• [Work task]
Among the lines of the material below, count those with the string "change". Give the number alone.
-------- Data shown --------
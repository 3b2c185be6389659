//! Status-change fan-out.
//!
//! Delivery is synchronous and ordered (subscription order); the
//! reconciler's notify-before-commit sequencing depends on that. One
//! panicking handler is isolated so the rest still receive the change.

use std::collections::BTreeMap;
use std::panic::{AssertUnwindSafe, catch_unwind};
use std::sync::{Arc, Mutex};

use crate::status::LifecycleStatus;

type Handler = Arc<dyn Fn(&str, LifecycleStatus) + Send + Sync>;

#[derive(Clone, Default)]
pub struct ListenerSet {
    inner: Arc<Mutex<Inner>>,
}

#[derive(Default)]
struct Inner {
    handlers: BTreeMap<u64, Handler>,
    next_id: u64,
}

impl ListenerSet {
    pub fn new() -> Self {
        Self::default()
    }

    /// Register a handler. Dropping the returned [`Subscription`] (or calling
    /// `unsubscribe`) removes it. Handlers may subscribe or unsubscribe
    /// reentrantly; a change made during a fan-out takes effect from the
    /// next notification.
    pub fn subscribe(
        &self,
        handler: impl Fn(&str, LifecycleStatus) + Send + Sync + 'static,
    ) -> Subscription {
        let mut inner = self.inner.lock().unwrap();
        let id = inner.next_id;
        inner.next_id += 1;
        inner.handlers.insert(id, Arc::new(handler));
        Subscription {
            id,
            inner: self.inner.clone(),
        }
    }

    /// Deliver a status change to every handler, in subscription order.
    pub fn notify(&self, identity: &str, status: LifecycleStatus) {
        // Snapshot the handler list so nothing is locked while handlers
        // run; a handler is free to touch the set itself.
        let handlers: Vec<(u64, Handler)> = {
            let inner = self.inner.lock().unwrap();
            inner
                .handlers
                .iter()
                .map(|(id, handler)| (*id, handler.clone()))
                .collect()
        };
        for (id, handler) in handlers {
            if catch_unwind(AssertUnwindSafe(|| handler(identity, status))).is_err() {
                tracing::warn!(listener = id, identity, "status listener panicked");
            }
        }
    }

    #[cfg(test)]
    pub fn len(&self) -> usize {
        self.inner.lock().unwrap().handlers.len()
    }
}

/// Removes its handler from the set when dropped.
pub struct Subscription {
    id: u64,
    inner: Arc<Mutex<Inner>>,
}

impl Subscription {
    pub fn unsubscribe(self) {}
}

impl Drop for Subscription {
    fn drop(&mut self) {
        self.inner.lock().unwrap().handlers.remove(&self.id);
    }
}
--------
• [Completed task]
4